O presente protocolo descreve três métodos de administração de agentes terapêuticos cardioativos em modelo suíno. Suínas crioulas receberam tratamento através de: (1) toracotomia e injeção transepicárdica, (2) injeção transendocárdica por cateter ou (3) infusão intravenosa via minibomba osmótica da veia jugular.
O infarto do miocárdio é uma das principais causas de morte e incapacidade em todo o mundo, e há uma necessidade urgente de novas estratégias cardioprotetoras ou regenerativas. Um componente essencial do desenvolvimento de medicamentos é determinar como uma nova terapêutica deve ser administrada. Modelos animais de grande porte fisiologicamente relevantes são de importância crítica na avaliação da viabilidade e eficácia de várias estratégias de liberação terapêutica. Devido às suas semelhanças com os seres humanos na fisiologia cardiovascular, anatomia vascular coronariana e relação peso/peso corporal, os suínos são uma das espécies preferidas na avaliação pré-clínica de novas terapias para o infarto do miocárdio. O presente protocolo descreve três métodos de administração de agentes terapêuticos cardioativos em modelo suíno. Após infarto do miocárdio induzido por via percutânea, fêmeas de suínos crioulas receberam tratamento com novos agentes através de: (1) toracotomia e injeção transepicárdica, (2) injeção transendocárdica por cateter ou (3) infusão intravenosa via minibomba osmótica da veia jugular. Os procedimentos empregados para cada técnica são reprodutíveis, resultando em liberação confiável de drogas cardioativas. Esses modelos podem ser facilmente adaptados para se adequar a desenhos de estudo individuais, e cada uma dessas técnicas de entrega pode ser usada para investigar uma variedade de intervenções possíveis.

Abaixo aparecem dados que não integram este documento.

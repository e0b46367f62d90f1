pub const DEFAULT_HOST: &str = "127.0.0.1";
pub const DEFAULT_PORT: i64 = 3000;
pub const DEFAULT_RUST_LOG: &str = "info,tower_http=info";
pub const DEFAULT_DB_HOST: &str = "localhost";
pub const DEFAULT_DB_USER: &str = "postgres";
pub const DEFAULT_DB_PASSWORD: &str = "postgres";
pub const DEFAULT_DB_NAME: &str = "todo";
pub const DEFAULT_POSTGRES_PORT: i64 = 5432;
pub const DEFAULT_MYSQL_PORT: i64 = 3306;
pub const DEFAULT_DB_MAX_CONNECTIONS: i64 = 10;
pub const DEFAULT_DB_MIN_IDLE: i64 = 2;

Portanto, esses métodos são uma ferramenta útil para cientistas translacionais que buscam novas abordagens biológicas no reparo cardíaco após infarto do miocárdio.
A doença arterial coronariana (DAC) e o infarto agudo do miocárdio com supradesnivelamento do segmento ST (IAMCSST) são as principais causas de morte em todo o mundo. Nas últimas duas décadas, grandes progressos foram feitos na redução da mortalidade hospitalar de pacientes com IAMCSST, por meio do advento da intervenção coronária percutânea, das terapias fibrinolíticas e da padronização dos algoritmos de tratamento para garantir que a reperfusão seja alcançada em tempo hábil 1,2,3. Apesar disso, a morbidade associada ao IAMCSST continua sendo uma carga significativa, criando uma grande necessidade para o desenvolvimento de novas terapias cardioprotetoras e regenerativas 2,3. Um componente essencial do desenvolvimento terapêutico é a determinação de como uma nova terapia deve ser administrada4. A segurança, eficácia e viabilidade de cada método precisam ser combinadas com as características da própria terapia.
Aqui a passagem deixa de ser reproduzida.